Figure;After reference frame being trained to be input to initial network, the convolutional layer of the first convolutional network by the first level and average pond
After layer processing, the initial characteristics figure of the first level is exported;First convolution of the initial characteristics figure of first level Jing Guo the second level
After the convolutional layer of network and average pond layer processing, the initial characteristics figure of the second level is exported;And so on, until obtaining 5
The initial characteristics figure of level.
Initial characteristics figure described in multilayer is arranged successively by step S306 according to the scale of each layer initial characteristics figure;Its
In, the scale of the initial characteristics figure of top grade is minimum;The scale of the initial characteristics figure of bottom grade is maximum.
The initial characteristics figure of top grade is determined as the fusion feature figure of the top grade by step S308.
Step S310, in addition to the top grade, by the upper of the initial characteristics figure of current level and the current level
The fusion feature figure of one level is merged, and the fusion feature figure of current level is obtained.
The fusion feature figure of lowest hierarchical level is determined as final fusion feature figure by step S312.
Based on the structure of Fusion Features network shown in Fig. 2, above-mentioned steps S310 can be accomplished by the following way:
(1) interpolation processing is carried out by fusion feature figure of the bilinear interpolation layer to a upper level for current level, obtained
The fusion feature figure to match with the size of the initial characteristics figure of current level.
(2) pass through convolutional layer for a upper level for the current level after the initial characteristics figure of current level and interpolation processing
Fusion feature figure carries out convolutional calculation, obtains the fusion feature figure of current level;In fact, in use convolutional layer to initial characteristics
Before figure and the processing of fusion feature figure, the corresponding part of initial characteristics figure and fusion feature figure can be overlapped.
Usually, in order to merge the initial characteristics figures of all levels, level quantity and the feature of Fusion Features network are mentioned
Take the level quantity of network identical, as shown in Figure 2.It in practice, can also according to demand, using different level quantity.By
Need to handle initial characteristics figure in Fusion Features network, the first convolutional network of feature extraction network also with Fusion Features
Second convolutional network of network is correspondingly connected with, as shown in Figure 2.
Step S314 carries out first to the corresponding characteristic of the first training frames in fusion feature figure by the first convolutional layer
Convolution algorithm exports the first vertical characteristic pattern.
Step S316 carries out second to the corresponding characteristic of the first training frames in fusion feature figure by the second convolutional layer
Convolution algorithm exports first level characteristic pattern.
Step S318 carries out third to the corresponding characteristic of the second training frames in fusion feature figure by third convolutional layer
Convolution algorithm exports the second vertical characteristic pattern.
Step S320 carries out the 4th to the corresponding characteristic of the second training frames in fusion feature figure by Volume Four lamination
Convolution algorithm exports the second horizontal properties figure.
Above-mentioned first convolutional layer, the second convolutional layer, third convolutional layer and Volume Four lamination convolution kernel be one-dimensional convolution
Core is compared to two-dimensional convolution core, and operand is smaller, and operation time is shorter;By one-dimensional convolution kernel respectively to fusion feature figure
In the first training frames, the vertical feature of the second training frames and horizontal properties extract;When using structure shown in Fig. 2, above-mentioned 4
A step can carry out simultaneously, reduce operation time.
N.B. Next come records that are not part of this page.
// ============================================================================
// Tests
// ============================================================================

#[cfg(test)]
mod tests {
    use super::*;

    fn d() -> DelimiterSet {
        DelimiterSet::default()
    }

    fn header() -> Segment {
        Segment::new(
            "MSH",
            vec![
                Field::from_value("APP", d()),
                Field::from_value("FAC", d()),
            ],
            d(),
        )
        .unwrap()
    }

    #[test]
    fn test_subcomponent_escapes() {
        let sub = Subcomponent::new("a|b", d());
        assert_eq!(sub.raw(), "a\\F\\b");
        assert_eq!(sub.value().unwrap(), "a|b");
    }

    #[test]
    fn test_empty_normalisation() {
        let sub = Subcomponent::from_raw("", d());
        let comp = Component::new(vec![sub], d());
        let built = Field::new(vec![Repetition::new(vec![comp], d())], d());
        assert_eq!(built, Field::empty(d()));
        assert!(built.is_empty());
        assert_eq!(built.serialize(), "");
        assert_eq!(built.value().unwrap(), "");
    }

    #[test]
    fn test_component_serialize() {
        let comp = Component::new(
            vec![
                Subcomponent::new("a", d()),
                Subcomponent::new("", d()),
                Subcomponent::new("c", d()),
            ],
            d(),
        );
        assert_eq!(comp.serialize(), "a&&c");
        assert_eq!(comp.subcomponent(3).unwrap().raw(), "c");
        assert!(comp.subcomponent(0).is_none());
    }

    #[test]
    fn test_field_serialize() {
        let field = Field::new(
            vec![
                Repetition::new(
                    vec![
                        Component::from_value("Doe", d()),
                        Component::from_value("Jane", d()),
                    ],
                    d(),
                ),
                Repetition::new(vec![Component::from_value("Roe", d())], d()),
            ],
            d(),
        );
        assert_eq!(field.serialize(), "Doe^Jane~Roe");
        assert_eq!(field.value().unwrap(), "Doe");
        assert_eq!(field.repetition(2).unwrap().serialize(), "Roe");
    }

    #[test]
    fn test_header_segment() {
        let msh = header();
        assert!(msh.is_header());
        assert_eq!(msh.field(1).unwrap().serialize(), "|");
        assert_eq!(msh.encoding_characters(), Some("^~\\&"));
        assert_eq!(msh.field(3).unwrap().serialize(), "APP");
        assert_eq!(msh.serialize(), "MSH|^~\\&|APP|FAC");
    }

    #[test]
    fn test_segment_with_field() {
        let pid = Segment::new("PID", vec![Field::from_value("1", d())], d()).unwrap();
        let updated = pid.with_field(3, Field::from_value("123", d())).unwrap();
        assert_eq!(pid.serialize(), "PID|1");
        assert_eq!(updated.serialize(), "PID|1||123");
        assert!(header().with_field(2, Field::empty(d())).is_err());
    }

    #[test]
    fn test_index_is_zero_based() {
        let fields = vec![
            Field::empty(d()),
            Field::empty(d()),
            Field::empty(d()),
            Field::from_value("Smith", d()),
        ];
        let pid = Segment::new("PID", fields, d()).unwrap();
        assert_eq!(pid.serialize(), "PID||||Smith");
        assert_eq!(pid[3], *pid.field(4).unwrap());
        assert_eq!(pid[3].value().unwrap(), "Smith");
        assert!(pid.field(5).is_none());
    }

    #[test]
    fn test_empty_positions_keep_separators() {
        let field = Field::new(
            vec![
                Repetition::new(vec![Component::empty(d()), Component::empty(d())], d()),
                Repetition::empty(d()),
            ],
            d(),
        );
        assert_eq!(field.serialize(), "^~");
    }

    #[test]
    fn test_message_requires_header() {
        let pid = Segment::new("PID", vec![], d()).unwrap();
        assert_eq!(Message::new(vec![]), Err(Error::NoValidHeader));
        assert_eq!(Message::new(vec![pid.clone()]), Err(Error::NoValidHeader));
        let bhs = Segment::new("BHS", vec![], d()).unwrap();
        assert_eq!(Message::new(vec![bhs]), Err(Error::NoValidHeader));

        let msg = Message::new(vec![header(), pid]).unwrap();
        assert_eq!(msg.len(), 2);
        assert_eq!(msg.serialize(), "MSH|^~\\&|APP|FAC\rPID");
        assert!(msg.replace_segment(0, Segment::new("EVN", vec![], d()).unwrap()).is_err());
    }

    #[test]
    fn test_with_segment_shares_structure() {
        let msg = Message::new(vec![header()]).unwrap();
        let evn = Segment::new("EVN", vec![Field::from_value("A01", d())], d()).unwrap();
        let longer = msg.with_segment(evn);
        assert_eq!(msg.len(), 1);
        assert_eq!(longer.len(), 2);
        assert!(Arc::ptr_eq(&msg.header().fields, &longer.header().fields));
    }
}
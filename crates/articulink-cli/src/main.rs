//! ArticuLink CLI - sign in to the ArticuLink API and manage the stored
//! session from the terminal.

use std::io::{self, BufRead, Write};

use anyhow::{anyhow, Result};
use articulink_core::auth::SessionError;
use articulink_core::{Config, ProfileUpdate, RegisterRequest, SessionManager, UserProfile};
use tracing::{debug, info, warn};
use tracing_subscriber::{fmt, prelude::*, EnvFilter};

const USAGE: &str = "\
Usage: articulink <command> [options]

Commands:
  status                      Show whether a session is stored
  login [email]               Sign in (password from ARTICULINK_PASSWORD or prompt)
  register --email <e> --first-name <f> --last-name <l> [--birthdate <d>] [--gender <g>]
  logout [--all]              Sign out (--all signs out every device)
  whoami                      Fetch the current profile from the server
  refresh                     Exchange the refresh token for a new access token
  update-profile [--first-name <f>] [--last-name <l>] [--birthdate <d>] [--gender <g>]
  delete-picture              Remove the profile picture
";

/// Initialize the tracing subscriber for logging
fn init_tracing() {
    // Use RUST_LOG env var to control log level (e.g., RUST_LOG=debug)
    let filter = EnvFilter::try_from_default_env()
        .unwrap_or_else(|_| EnvFilter::new("warn"));

    tracing_subscriber::registry()
        .with(fmt::layer().with_writer(io::stderr))
        .with(filter)
        .init();
}

#[tokio::main]
async fn main() -> Result<()> {
    // Load .env file if present (silently ignore if not found)
    let _ = dotenvy::dotenv();

    init_tracing();

    let args: Vec<String> = std::env::args().collect();
    let command = args.get(1).map(String::as_str).unwrap_or("status");
    let rest = args.get(2..).unwrap_or_default();

    if matches!(command, "help" | "--help" | "-h") {
        print!("{}", USAGE);
        return Ok(());
    }

    let mut config = Config::load()?;
    info!(api = %config.api_base_url, storage = ?config.storage, "ArticuLink CLI starting");

    let session = SessionManager::from_config(&config)?;
    let mut changes = session.subscribe();
    tokio::spawn(async move {
        while changes.changed().await.is_ok() {
            let state = changes.borrow_and_update().clone();
            debug!(
                authenticated = state.is_authenticated(),
                initializing = state.is_initializing,
                "Session state changed"
            );
        }
    });
    session.initialize().await;

    let result = match command {
        "status" => status(&session).await,
        "login" => login(&session, &mut config, rest).await,
        "register" => register(&session, rest).await,
        "logout" => {
            session.logout(rest.iter().any(|a| a == "--all")).await;
            println!("Logged out.");
            Ok(())
        }
        "whoami" => whoami(&session).await,
        "refresh" => refresh(&session).await,
        "update-profile" => update_profile(&session, rest).await,
        "delete-picture" => delete_picture(&session).await,
        other => {
            eprint!("{}", USAGE);
            Err(anyhow!("Unknown command: {}", other))
        }
    };

    info!("ArticuLink CLI shutting down");
    result
}

// ============================================================================
// Commands
// ============================================================================

async fn status(session: &SessionManager) -> Result<()> {
    match session.current_user() {
        Some(user) => {
            println!("Signed in as {} <{}>", user.display_name(), user.email);
        }
        None if session.check_authenticated().await => {
            println!("A token is stored but no profile is cached.");
        }
        None => println!("Not signed in."),
    }
    Ok(())
}

async fn login(session: &SessionManager, config: &mut Config, args: &[String]) -> Result<()> {
    let email = match args.first() {
        Some(email) => email.clone(),
        None => match std::env::var("ARTICULINK_EMAIL") {
            Ok(email) => email,
            Err(_) => prompt_line("Email", config.last_email.as_deref())?,
        },
    };
    let password = match std::env::var("ARTICULINK_PASSWORD") {
        Ok(password) => password,
        Err(_) => rpassword::prompt_password("Password: ")?,
    };

    if email.trim().is_empty() || password.trim().is_empty() {
        return Err(anyhow!("Email and password required"));
    }

    let user = session.login(&email, &password).await.map_err(report)?;

    config.last_email = Some(user.email.clone());
    if let Err(e) = config.save() {
        warn!(error = %e, "Failed to save config");
    }

    println!("Welcome, {}!", user.display_name());
    Ok(())
}

async fn register(session: &SessionManager, args: &[String]) -> Result<()> {
    let email = flag(args, "--email").ok_or_else(|| anyhow!("--email is required"))?;
    let first_name = flag(args, "--first-name").ok_or_else(|| anyhow!("--first-name is required"))?;
    let last_name = flag(args, "--last-name").ok_or_else(|| anyhow!("--last-name is required"))?;
    let password = match std::env::var("ARTICULINK_PASSWORD") {
        Ok(password) => password,
        Err(_) => rpassword::prompt_password("Choose a password: ")?,
    };

    let fields = RegisterRequest {
        email,
        password,
        first_name,
        last_name,
        birthdate: flag(args, "--birthdate"),
        gender: flag(args, "--gender"),
    };
    session.register(fields).await.map_err(report)?;

    println!("Account created. Run `articulink login` to sign in.");
    Ok(())
}

async fn whoami(session: &SessionManager) -> Result<()> {
    let user = session.fetch_user_profile().await.map_err(report)?;
    print_profile(&user);
    Ok(())
}

async fn refresh(session: &SessionManager) -> Result<()> {
    session.refresh_access_token().await.map_err(report)?;
    println!("Access token refreshed.");
    Ok(())
}

async fn update_profile(session: &SessionManager, args: &[String]) -> Result<()> {
    let update = ProfileUpdate {
        first_name: flag(args, "--first-name"),
        last_name: flag(args, "--last-name"),
        birthdate: flag(args, "--birthdate"),
        gender: flag(args, "--gender"),
    };
    if update.is_empty() {
        return Err(anyhow!("Please make at least one change to update your profile."));
    }

    let user = session.update_profile(&update).await.map_err(report)?;
    println!("Profile updated.");
    print_profile(&user);
    Ok(())
}

async fn delete_picture(session: &SessionManager) -> Result<()> {
    session.delete_profile_picture().await.map_err(report)?;
    println!("Profile picture removed.");
    Ok(())
}

// ============================================================================
// Helpers
// ============================================================================

/// Turn a session error into the message a user should see.
fn report(err: SessionError) -> anyhow::Error {
    match err {
        SessionError::AccountDeactivated(notice) => {
            anyhow!("{}\n\n{}", notice.title(), notice.message())
        }
        SessionError::SessionExpired | SessionError::NoRefreshToken => {
            anyhow!("Session expired. Please log in again.")
        }
        other => anyhow!(other.detail()),
    }
}

fn print_profile(user: &UserProfile) {
    println!("Name:     {}", user.display_name());
    println!("Email:    {}", user.email);
    println!("Role:     {}", user.role);
    println!("Birthday: {}", user.birthdate.as_deref().unwrap_or("Not set"));
    println!("Gender:   {}", user.gender.as_deref().unwrap_or("Not set"));
    if let Some(ref url) = user.profile_picture_url {
        println!("Picture:  {}", url);
    }
}

/// Value following `name` in the argument list.
fn flag(args: &[String], name: &str) -> Option<String> {
    args.iter()
        .position(|a| a == name)
        .and_then(|i| args.get(i + 1))
        .map(|v| v.trim().to_string())
        .filter(|v| !v.is_empty())
}

fn prompt_line(label: &str, default: Option<&str>) -> Result<String> {
    match default {
        Some(default) => print!("{} [{}]: ", label, default),
        None => print!("{}: ", label),
    }
    io::stdout().flush()?;

    let mut line = String::new();
    io::stdin().lock().read_line(&mut line)?;
    let line = line.trim();
    if line.is_empty() {
        Ok(default.unwrap_or_default().to_string())
    } else {
        Ok(line.to_string())
    }
}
Step S322 synthesizes layer to the first vertical characteristic pattern, first level characteristic pattern, the second vertical characteristic pattern by feature
And second horizontal properties figure carry out feature superposition processing, obtain train complementing video frame.
Step S324 determines the penalty values of training complementing video frame by preset prediction loss function.
Step S326 is trained the initial model according to the penalty values, until the ginseng in the initial model
Number convergence obtains video and mends frame model.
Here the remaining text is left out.